REQUIREMENT: Within these entries, which lines include the string "usize"? Copy each one.

====

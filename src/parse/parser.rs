use super::{ast::*, dice::parse_dice, error::*, lexer::*, visit::is_dice_expression};
use crate::common::*;

type PResult<T = Node> = Result<T, ParseError>;

/// Deepest expression nesting the parser accepts.
pub const MAX_NESTING: usize = 64;

pub struct Parser<'a> {
    source: &'a str,
    tokens: Vec<Token>,
    pos: usize,
    last_end: usize,
    // Open parentheses since the innermost block; newlines inside are ignored
    parens: usize,
    depth: usize,
    loops: usize,
    comment: Option<String>,
}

====

ANSWER SPACE:
pub const MAX_NESTING: usize = 64;
    pos: usize,
    last_end: usize,
    parens: usize,
    depth: usize,
    loops: usize,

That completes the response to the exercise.